If they could do that then they might as well preload the cache with all common libs like react from well known cdn urls.

Committee decided set of dictionaries.

I never cared for react, but I know beyond a doubt that someone influential will ask for a dictionary tuned for it.

Currently the max is temporarily capped at 30 days otherwise it would work as long as the dictionary is in the cache.

https://source.chromium.org/chromium/chromium/src/+/main:ser...

> Dictionary entries (or at least the metadata) should be cleared any time cookies are cleared.

So it seems it should not get you anything you cannot already do with cookies.

https://github.com/WICG/compression-dictionary-transport/blo...

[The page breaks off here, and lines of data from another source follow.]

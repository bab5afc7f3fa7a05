use chrono::{DateTime, Utc};
use serde::{Deserialize, Serialize};
use utoipa::ToSchema;
use validator::Validate;

/// Product entity - a single item in the catalog
#[derive(Debug, Clone, PartialEq, Serialize, Deserialize, ToSchema)]
pub struct Product {
    /// Unique identifier, assigned by storage
    #[schema(example = 1)]
    pub id: i32,
    /// Product name
    #[schema(example = "Macbook Pro")]
    pub name: String,
    /// Product price, strictly greater than 0
    #[schema(example = 2000.0)]
    pub price: f64,
    /// Whether the product is currently available
    #[schema(example = true)]
    pub availability: bool,
    /// Creation timestamp
    pub created_at: DateTime<Utc>,
    /// Last update timestamp
    pub updated_at: DateTime<Utc>,
}

/// DTO for creating a new product
#[derive(Debug, Clone, Deserialize, Validate, ToSchema)]
pub struct CreateProduct {
    #[validate(length(min = 1, message = "Name cannot be empty"))]
    #[schema(example = "Macbook Pro")]
    pub name: String,
    #[validate(range(exclusive_min = 0.0, message = "Price must be greater than 0"))]
    #[schema(example = 2000.0)]
    pub price: f64,
}

/// DTO for replacing an existing product (full overwrite)
#[derive(Debug, Clone, Deserialize, Validate, ToSchema)]
pub struct UpdateProduct {
    #[validate(length(min = 1, message = "Name cannot be empty"))]
    #[schema(example = "Macbook Pro")]
    pub name: String,
    #[validate(range(exclusive_min = 0.0, message = "Price must be greater than 0"))]
    #[schema(example = 2000.0)]
    pub price: f64,
    #[schema(example = true)]
    pub availability: bool,
}

impl Product {
    /// Create a new product from a CreateProduct DTO.
    ///
    /// `id` is a placeholder until storage assigns the real one; new
    /// products are available by default.
    pub fn new(input: CreateProduct) -> Self {
        let now = Utc::now();
        Self {
            id: 0,
            name: input.name,
            price: input.price,
            availability: true,
            created_at: now,
            updated_at: now,
        }
    }

    /// Overwrite name, price and availability from an UpdateProduct DTO.
    pub fn apply_update(&mut self, update: UpdateProduct) {
        self.name = update.name;
        self.price = update.price;
        self.availability = update.availability;
        self.updated_at = Utc::now();
    }

    /// Flip the availability flag.
    pub fn toggle_availability(&mut self) {
        self.availability = !self.availability;
        self.updated_at = Utc::now();
    }
}

#[cfg(test)]
mod tests {
    use super::*;
    use validator::Validate;

    #[test]
    fn new_product_is_available_by_default() {
        let product = Product::new(CreateProduct {
            name: "Monitor".to_string(),
            price: 250.0,
        });

        assert!(product.availability);
        assert_eq!(product.name, "Monitor");
    }

    #[test]
    fn apply_update_overwrites_all_fields() {
        let mut product = Product::new(CreateProduct {
            name: "Monitor".to_string(),
            price: 250.0,
        });

        product.apply_update(UpdateProduct {
            name: "Curved Monitor".to_string(),
            price: 300.0,
            availability: false,
        });

        assert_eq!(product.name, "Curved Monitor");
        assert_eq!(product.price, 300.0);
        assert!(!product.availability);
    }

    #[test]
    fn toggle_availability_flips_the_flag() {
        let mut product = Product::new(CreateProduct {
            name: "Monitor".to_string(),
            price: 250.0,
        });

        product.toggle_availability();
        assert!(!product.availability);

        product.toggle_availability();
        assert!(product.availability);
    }

    #[test]
    fn create_product_rejects_empty_name_and_non_positive_price() {
        let input = CreateProduct {
            name: String::new(),
            price: 0.0,
        };

        let errors = input.validate().unwrap_err();
        assert!(errors.field_errors().contains_key("name"));
        assert!(errors.field_errors().contains_key("price"));
    }
}
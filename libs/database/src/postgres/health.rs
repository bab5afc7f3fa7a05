use sea_orm::{DatabaseConnection, DbErr};

/// Ping the database to verify the connection is usable.
///
/// Used by the `/ready` endpoint.
pub async fn check_health(db: &DatabaseConnection) -> Result<(), DbErr> {
    db.ping().await
}
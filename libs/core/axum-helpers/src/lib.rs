//! # Axum Helpers
//!
//! Utilities, middleware, and helpers shared by Axum services.
//!
//! ## Modules
//!
//! - **[`errors`]**: structured JSON error responses
//! - **[`extractors`]**: custom extractors (JSON body with JSON rejection)
//! - **[`http`]**: HTTP middleware (CORS)
//! - **[`server`]**: server setup, Swagger UI, health endpoint, graceful shutdown
//! - **[`validate`]**: declarative request validation rules and middleware
//!
//! ## Quick Start
//!
//! ```ignore
//! use axum::Router;
//! use axum_helpers::server::{create_app, create_router};
//! use core_config::server::ServerConfig;
//! use utoipa::OpenApi;
//!
//! #[derive(OpenApi)]
//! #[openapi(paths())]
//! struct ApiDoc;
//!
//! #[tokio::main]
//! async fn main() -> Result<(), Box<dyn std::error::Error>> {
//!     let api_routes = Router::new(); // Add your routes
//!     let router = create_router::<ApiDoc>(api_routes, "http://localhost:5173")?;
//!
//!     create_app(router, &ServerConfig::default()).await?;
//!     Ok(())
//! }
//! ```

pub mod errors;
pub mod extractors;
pub mod http;
pub mod server;
pub mod validate;

// Re-export error types
pub use errors::{AppError, ErrorResponse};

// Re-export extractors
pub use extractors::JsonBody;

// Re-export HTTP middleware
pub use http::create_cors_layer;

// Re-export server types
pub use server::{
    create_app, create_router, health_router, shutdown_signal, HealthResponse,
};

// Re-export validation types
pub use validate::{
    enforce_rules, Check, FieldRule, Location, RuleViolation, ValidationErrorResponse,
};
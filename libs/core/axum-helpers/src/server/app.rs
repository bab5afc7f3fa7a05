use super::shutdown::shutdown_signal;
use crate::errors::handlers::not_found;
use crate::http::create_cors_layer;
use axum::http::HeaderValue;
use axum::Router;
use core_config::server::ServerConfig;
use std::io;
use tower_http::trace::{DefaultMakeSpan, DefaultOnResponse, TraceLayer};
use tracing::{info, Level};
use utoipa::OpenApi;

/// Starts the Axum server with graceful shutdown.
///
/// # Errors
/// Returns an error if the TCP listener fails to bind to the configured
/// address or the server errors while running.
pub async fn create_app(router: Router, server_config: &ServerConfig) -> io::Result<()> {
    let listener = tokio::net::TcpListener::bind(server_config.address()).await?;

    info!("Server starting on {}", listener.local_addr()?);
    axum::serve(listener, router.into_make_service())
        .with_graceful_shutdown(shutdown_signal())
        .await
        .inspect_err(|e| {
            tracing::error!("Server encountered an error: {:?}", e);
        })?;

    Ok(())
}

/// Creates the application router with common middleware and documentation.
///
/// This function sets up:
/// - Swagger UI at `/docs` (OpenAPI JSON at `/api-docs/openapi.json`)
/// - API routes nested under `/api`
/// - Request tracing and CORS restricted to `frontend_origin`
/// - JSON 404 fallback handler
///
/// Note: liveness endpoints (`/health`, `/ready`) should be merged in by the
/// app using `health_router()` and its own ready handler.
///
/// # Type Parameters
/// * `T` - A type implementing `utoipa::OpenApi` for API documentation
///
/// # Arguments
/// * `apis` - Router with all routes (state already applied per route)
/// * `frontend_origin` - the single origin allowed by the CORS policy
///
/// # Errors
/// Returns an error if `frontend_origin` is not a valid header value.
pub fn create_router<T>(apis: Router, frontend_origin: &str) -> io::Result<Router>
where
    T: OpenApi + 'static,
{
    use utoipa_swagger_ui::SwaggerUi;

    let origin: HeaderValue = frontend_origin.parse().map_err(|_| {
        io::Error::new(
            io::ErrorKind::InvalidInput,
            format!("Invalid frontend origin for CORS: {}", frontend_origin),
        )
    })?;

    info!("CORS configured with allowed origin: {}", frontend_origin);

    let router = Router::new()
        .merge(SwaggerUi::new("/docs").url("/api-docs/openapi.json", T::openapi()))
        .nest("/api", apis)
        .fallback(not_found)
        .layer(
            TraceLayer::new_for_http()
                .make_span_with(DefaultMakeSpan::new().level(Level::INFO))
                .on_response(DefaultOnResponse::new().level(Level::INFO)),
        )
        .layer(create_cors_layer(origin));

    Ok(router)
}
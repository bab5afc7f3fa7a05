use async_trait::async_trait;
use sea_orm::ActiveValue::Set;
use sea_orm::{ActiveModelTrait, DatabaseConnection, EntityTrait, IntoActiveModel, QueryOrder};

use crate::{
    entity,
    error::ProductResult,
    models::{CreateProduct, Product, UpdateProduct},
    repository::ProductRepository,
};

/// Sea-ORM backed implementation of ProductRepository
pub struct PgProductRepository {
    db: DatabaseConnection,
}

impl PgProductRepository {
    pub fn new(db: DatabaseConnection) -> Self {
        Self { db }
    }
}

#[async_trait]
impl ProductRepository for PgProductRepository {
    async fn create(&self, input: CreateProduct) -> ProductResult<Product> {
        let active: entity::ActiveModel = input.into();
        let model = active.insert(&self.db).await?;

        tracing::info!(product_id = %model.id, "Created product");
        Ok(model.into())
    }

    async fn get_by_id(&self, id: i32) -> ProductResult<Option<Product>> {
        let model = entity::Entity::find_by_id(id).one(&self.db).await?;
        Ok(model.map(Into::into))
    }

    async fn list(&self) -> ProductResult<Vec<Product>> {
        let models = entity::Entity::find()
            .order_by_desc(entity::Column::Id)
            .all(&self.db)
            .await?;

        Ok(models.into_iter().map(Into::into).collect())
    }

    async fn replace(&self, id: i32, input: UpdateProduct) -> ProductResult<Option<Product>> {
        let Some(model) = entity::Entity::find_by_id(id).one(&self.db).await? else {
            return Ok(None);
        };

        let mut active = model.into_active_model();
        active.name = Set(input.name);
        active.price = Set(input.price);
        active.availability = Set(input.availability);
        active.updated_at = Set(chrono::Utc::now().into());

        let updated = active.update(&self.db).await?;

        tracing::info!(product_id = %id, "Updated product");
        Ok(Some(updated.into()))
    }

    async fn toggle_availability(&self, id: i32) -> ProductResult<Option<Product>> {
        let Some(model) = entity::Entity::find_by_id(id).one(&self.db).await? else {
            return Ok(None);
        };

        let availability = !model.availability;
        let mut active = model.into_active_model();
        active.availability = Set(availability);
        active.updated_at = Set(chrono::Utc::now().into());

        let updated = active.update(&self.db).await?;

        tracing::info!(product_id = %id, availability, "Toggled product availability");
        Ok(Some(updated.into()))
    }

    async fn delete(&self, id: i32) -> ProductResult<bool> {
        let result = entity::Entity::delete_by_id(id).exec(&self.db).await?;
        let deleted = result.rows_affected > 0;

        if deleted {
            tracing::info!(product_id = %id, "Deleted product");
        }

        Ok(deleted)
    }
}
pub mod server;
pub mod tracing;

use std::env;
use thiserror::Error;

/// Configuration error type
#[derive(Error, Debug)]
pub enum ConfigError {
    #[error("Environment variable '{0}' is required but not set")]
    MissingEnvVar(String),

    #[error("Failed to parse environment variable '{key}': {details}")]
    ParseError { key: String, details: String },
}

/// Application environment (dev = local, prod = deployed)
#[derive(Clone, Debug, PartialEq, Eq)]
pub enum Environment {
    Development,
    Production,
}

impl Environment {
    pub fn from_env() -> Self {
        let app_env = env::var("APP_ENV").unwrap_or_else(|_| "development".to_string());

        if app_env.eq_ignore_ascii_case("production") {
            Environment::Production
        } else {
            Environment::Development
        }
    }

    pub fn is_production(&self) -> bool {
        matches!(self, Environment::Production)
    }

    pub fn is_development(&self) -> bool {
        matches!(self, Environment::Development)
    }
}

/// Static application metadata, taken from the crate that calls [`app_info!`].
#[derive(Clone, Copy, Debug)]
pub struct AppInfo {
    pub name: &'static str,
    pub version: &'static str,
}

/// Build an [`AppInfo`] from the calling crate's Cargo metadata.
#[macro_export]
macro_rules! app_info {
    () => {
        $crate::AppInfo {
            name: env!("CARGO_PKG_NAME"),
            version: env!("CARGO_PKG_VERSION"),
        }
    };
}

/// Trait for configuration that can be loaded from environment variables
pub trait FromEnv: Sized {
    fn from_env() -> Result<Self, ConfigError>;
}

/// Helper to load an environment variable with a default value
pub fn env_or_default(key: &str, default: &str) -> String {
    env::var(key).unwrap_or_else(|_| default.to_string())
}

/// Helper to load a required environment variable or return an error
pub fn env_required(key: &str) -> Result<String, ConfigError> {
    env::var(key).map_err(|_| ConfigError::MissingEnvVar(key.to_string()))
}
//! Products API - REST server

use axum_helpers::server::{create_app, create_router, health_router};
use core_config::tracing::{init_tracing, install_color_eyre};
use database::postgres::{self, DatabaseConnection};
use tracing::{error, info};

mod api;
mod config;
mod openapi;

use config::Config;

#[tokio::main]
async fn main() -> eyre::Result<()> {
    install_color_eyre();

    // Load a local .env before reading the process environment
    dotenvy::dotenv().ok();

    let config = Config::from_env()?;
    init_tracing(&config.environment);

    let db = connect_database(&config).await;

    // Build router with API routes; create_router adds docs/middleware
    let api_routes = api::routes(db.clone());
    let router = create_router::<openapi::ApiDoc>(api_routes, &config.frontend_url)?;

    // Merge liveness/readiness endpoints into the app
    let app = router
        .merge(health_router(config.app))
        .merge(api::ready_router(db));

    info!(
        "Starting {} v{} on port {}",
        config.app.name, config.app.version, config.server.port
    );

    create_app(app, &config.server).await?;

    info!("Products API shutdown complete");
    Ok(())
}

/// Connect to PostgreSQL and bring the schema up to date.
///
/// A startup connection failure is logged and the process keeps serving
/// with a disconnected handle; requests that touch the database then fail
/// with an internal server error.
async fn connect_database(config: &Config) -> DatabaseConnection {
    match postgres::connect_from_config(config.database.clone()).await {
        Ok(db) => {
            if let Err(e) = postgres::run_migrations::<migration::Migrator>(&db, "product_api").await
            {
                error!("Failed to run database migrations: {}", e);
            }
            db
        }
        Err(e) => {
            error!("There was an error connecting to the database: {}", e);
            postgres::disconnected()
        }
    }
}
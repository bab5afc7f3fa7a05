//! PostgreSQL database connector and utilities
//!
//! Provides connection management, migration running, and health checks.

mod config;
mod connector;
mod health;

pub use config::PostgresConfig;
pub use connector::{connect_from_config, connect_with_options, disconnected, run_migrations};
pub use health::check_health;

// Re-export SeaORM types for convenience
pub use sea_orm::{ConnectOptions, DatabaseConnection, DbErr};
pub use sea_orm_migration::MigratorTrait;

It's interesting this is mentioned specifically about the metadata used by this feature: fingerprinting using this feature has similarities with other cache fingerprinting (wrote a sibling comment about that).

It's not actively bad to have defense-in-depth measures at the level of the dictionary feature. But if your implementation of dictionaries using your browser's existing cache policies is a privacy problem, I'd consider changing the cache, not just the shared-dictionary implementation.

The dictionaries are partitioned by document and origin so a "tracking" domain will only be able to correlate requests within a given document origin and not across sites.

They are also cleared any time cookies are cleared and don't outlive what you can do today with cookies or Etags (and are using the most restrictive partitioning for that reason).